Making
welfare statements about aggregate demand revolves around a few key
concepts including a positive representative consumer, a wealth
distribution rule, and a
social welfare function. At a high level, these concepts seem to represent the technical assumptions and characteristics that need to hold in order to make most of the basic analysis of an intermediate microeconomics course mathematically sound or tractable for applied work. Here is a shot at some high level explanations:
positive
representative consumer- at a high level, a hypothetical consumer
who's UMP facing society's budget constraint generates a market or
economy's aggregate
demand function
wealth distribution rule - for every level of aggregate wealth, assigns individual wealth.
This
rule or function is what allows us to write aggregate demand as a
function of prices and wealth in order to move forward with the rest of
our discussion about
welfare analysis.
Examples
given in MWG include wealth distribution rules that are a function of
shareholdings of stocks and commodities which make wealth a function of
the market's
price vector
social
welfare function (SWF) - this assigns utility to the vector of utilities for
all 'I' consumers in an economy or market. W(u1,.....,uI) or can be
written in terms
of indirect utilities W(v1,....vI).
Maximizing Social Welfare and Defining the Normative Representative Consumer
The
wealth distribution rule is assumed to maximize society's social
welfare function subject to a given level of aggregate wealth.

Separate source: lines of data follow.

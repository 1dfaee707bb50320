use std::cmp;
use std::marker::PhantomData;

use tracing::debug;

use crate::error::{Error, Result};
use crate::graph::{Graph, IncidenceGraph, VertexListGraph};
use crate::visitor::{DefaultVisitor, Visitor};

/// Pre-order depth-first traversal from the first vertex of a graph.
///
/// Children are explored in edge insertion order. The traversal keeps its own
/// stack of `(vertex, depth, remaining edges)` frames instead of recursing, so
/// deep graphs cannot overflow the call stack.
pub struct Dfs<T, V>
where
    T: Graph,
    V: Visitor<T>,
{
    visitor: V,
    phantom: PhantomData<T>,
}

impl<T> Dfs<T, DefaultVisitor>
where
    T: Graph,
{
    pub fn new() -> Self {
        Self::with_visitor(DefaultVisitor)
    }
}

impl<T, V> Dfs<T, V>
where
    T: Graph,
    V: Visitor<T>,
{
    pub fn with_visitor(visitor: V) -> Self {
        Self {
            visitor,
            phantom: PhantomData,
        }
    }

    /// Returns the largest depth reached.
    pub fn run<'a>(&mut self, graph: &'a T) -> Result<usize>
    where
        T: IncidenceGraph<'a> + VertexListGraph<'a>,
    {
        let root = graph.vertices().next().ok_or(Error::EmptyGraph)?;
        let mut visited = vec![false; graph.order()];
        let mut max_depth = 0;
        let mut count = 1;

        visited[root.index()] = true;
        self.visitor.visit(root, 0, graph);
        let mut stack = vec![(0, graph.out_edges(root))];

        loop {
            let step = match stack.last_mut() {
                Some(&mut (depth, ref mut edges)) => edges.next().map(|e| (depth, e)),
                None => break,
            };
            match step {
                Some((depth, edge)) => {
                    let next = graph.target(edge);
                    if visited[next.index()] {
                        continue;
                    }
                    visited[next.index()] = true;
                    count += 1;
                    self.visitor.visit(next, depth + 1, graph);
                    max_depth = cmp::max(max_depth, depth + 1);
                    stack.push((depth + 1, graph.out_edges(next)));
                }
                None => {
                    stack.pop();
                }
            }
        }

        debug!(visited = count, max_depth, "depth-first traversal finished");
        Ok(max_depth)
    }

    pub fn visitor_ref(&self) -> &V {
        &self.visitor
    }

    pub fn into_visitor(self) -> V {
        self.visitor
    }
}

pub fn traverse_depth_first<'a, T, V>(graph: &'a T, visitor: V) -> Result<usize>
where
    T: IncidenceGraph<'a> + VertexListGraph<'a>,
    V: Visitor<T>,
{
    Dfs::with_visitor(visitor).run(graph)
}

The
optimal solution indicates
a particular indirect utility function v(p,w)
Normative
Representative Consumer- a positive representative consumer is a
normative representative consumer relative to social welfare function
W(.) if for every
(p,w) the distribution of wealth maximizes W(.). v(p,w) in the optimum
is the indirect utility function for the normal representative consumer.
For
v(p,w) to exist, we are assuming a SWF, and assuming it is maximized by an
optimal distribution of wealth according to some specified wealth
distribution rule.
An example from MWG: When v(p,w) is of the Gormon form, and the SWF is utilitarian, then an aggregate demand function can always be viewed as being generated by a normative representative consumer.